Quaternion — Aspose.3D FOSS for Python API Reference

Overview

Quaternion represents a unit quaternion used to encode 3D rotations. Unlike Euler angles, quaternions avoid gimbal lock and interpolate smoothly. The Transform.rotation property on a scene node stores a Quaternion.

The components are stored as (w, x, y, z) where w is the scalar part and (x, y, z) form the vector part.

from aspose.threed.utilities import Quaternion
import math

# Identity quaternion (no rotation)
q = Quaternion()   # w=1, x=0, y=0, z=0

# Rotation of 90 degrees around the Y axis
q = Quaternion.from_euler_angle(0.0, math.radians(90), 0.0)

Package: aspose.threed.utilities

from aspose.threed.utilities import Quaternion

Constructor

Signature	Description
`Quaternion()`	Identity quaternion `(w=1, x=0, y=0, z=0)`
`Quaternion(w, x, y, z)`	Explicit component constructor

Properties

Name	Type	Description
`w`	`float`	Scalar (real) part
`x`	`float`	Vector x-component
`y`	`float`	Vector y-component
`z`	`float`	Vector z-component
`length`	`float`	Magnitude of the quaternion

Static Factory Methods

Method	Return Type	Description
`Quaternion.from_euler_angle(pitch, yaw, roll)`	`Quaternion`	Constructs from Euler angles in radians (pitch=X, yaw=Y, roll=Z).
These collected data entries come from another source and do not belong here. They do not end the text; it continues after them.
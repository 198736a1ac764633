// crates/geobrew-core/src/model/convert.rs
use super::flat::{Brewery, City};
use super::GeoPoint;
use crate::loader::Row;

/// **City Mapper:** world-cities row -> [`City`].
///
/// No validation happens here; missing columns become empty strings.
pub fn city_from_row(row: &Row) -> City {
    City {
        id: row.get_or_empty("id").to_string(),
        name: row.get_or_empty("city").to_string(),
        ascii_name: row.get_or_empty("city_ascii").to_string(),
        latitude: row.get_or_empty("lat").to_string(),
        longitude: row.get_or_empty("lng").to_string(),
        country: row.get_or_empty("country").to_string(),
        iso3: row.get_or_empty("iso3").to_string(),
        admin_name: row.get_or_empty("admin_name").to_string(),
        capital: row.get_or_empty("capital").to_string(),
        population: row.get_or_empty("population").to_string(),
    }
}

/// **Brewery Mapper:** breweries row -> [`Brewery`].
///
/// The `coordinates` column is parsed with [`parse_coordinates`]; a bad value
/// leaves `coordinates` as `None`.
pub fn brewery_from_row(row: &Row) -> Brewery {
    Brewery {
        id: row.get_or_empty("id").to_string(),
        name: row.get_or_empty("breweries").to_string(),
        city: row.get_or_empty("city").to_string(),
        state: row.get_or_empty("state").to_string(),
        code: row.get_or_empty("code").to_string(),
        country: row.get_or_empty("country").to_string(),
        phone: row.get_or_empty("phone").to_string(),
        website: row.get_or_empty("website").to_string(),
        coordinates: row.get("coordinates").and_then(parse_coordinates),
    }
}

/// Parses a `"lat,long"` pair.
///
/// Exactly two comma-separated parts must be present, both must be
/// numbers and the point must be inside the geo index range.
///
/// # Examples
///
/// ```rust
/// use geobrew_core::model::parse_coordinates;
///
/// let p = parse_coordinates("51.5074,-0.1278").unwrap();
/// assert_eq!(p.latitude, 51.5074);
/// assert_eq!(p.longitude, -0.1278);
///
/// assert!(parse_coordinates("51.5074").is_none());
/// assert!(parse_coordinates("1,2,3").is_none());
/// assert!(parse_coordinates("91.5,-0.12").is_none());
/// ```
pub fn parse_coordinates(raw: &str) -> Option<GeoPoint> {
    let parts: Vec<&str> = raw.split(',').collect();
    match parts.as_slice() {
        [lat, lng] => GeoPoint::parse(lng, lat),
        _ => None,
    }
}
Also accepts a `Vector3` as the first argument
`Quaternion.from_angle_axis(angle, axis)`	`Quaternion`	Constructs from an angle (radians) and a `Vector3` axis
`Quaternion.from_rotation(orig, dest)`	`Quaternion`	Shortest-arc rotation from direction `orig` to direction `dest`
`Quaternion.interpolate(t, from_q, to_q)`	`Quaternion`	SLERP interpolation; `t` in `[0, 1]`
`Quaternion.slerp(t, v1, v2)`	`Quaternion`	Alias for `interpolate`

Instance Methods

Method	Return Type	Description
`normalize()`	`Quaternion`	Returns a unit-length copy
`conjugate()`	`Quaternion`	Returns the conjugate `(w, -x, -y, -z)`
`inverse()`	`Quaternion`	Returns the multiplicative inverse; raises `ValueError` if length is zero
`dot(q)`	`float`	Dot product with another quaternion
`concat(rhs)`	`Quaternion`	Hamilton product (composition of two rotations)
`euler_angles()`	`Vector3`	Extracts Euler angles (radians) as `Vector3(roll, pitch, yaw)`
`to_matrix(translation=None)`	`Matrix4`	Converts to a 4×4 rotation matrix; optionally embeds a translation `Vector3`
`to_angle_axis(angle, axis)`	`None`	Decomposes into angle (radians) and axis; results written to single-element lists `angle[0]` and `axis[0]`

Example

from aspose.threed import Scene
from aspose.threed.utilities import Quaternion, Vector3
import math

scene = Scene()
node = scene.root_node.create_child_node("rotated_box")

# Rotate 45 degrees around the Y axis
angle = math.radians(45)
q = Quaternion.from_euler_angle(0.0, angle, 0.0)
node.transform.rotation = q

# SLERP between two rotations
q_start = Quaternion.from_euler_angle(0, 0, 0)
q_end   = Quaternion.from_euler_angle(0, math.pi, 0)
q_mid   = Quaternion.slerp(0.5, q_start, q_end)

# Convert to matrix (useful for manual transforms)
mat = q.to_matrix()

# Extract Euler angles back
angles = q.euler_angles()   # Vector3(roll, pitch, yaw)
print(math.degrees(angles.y))   # ~45.0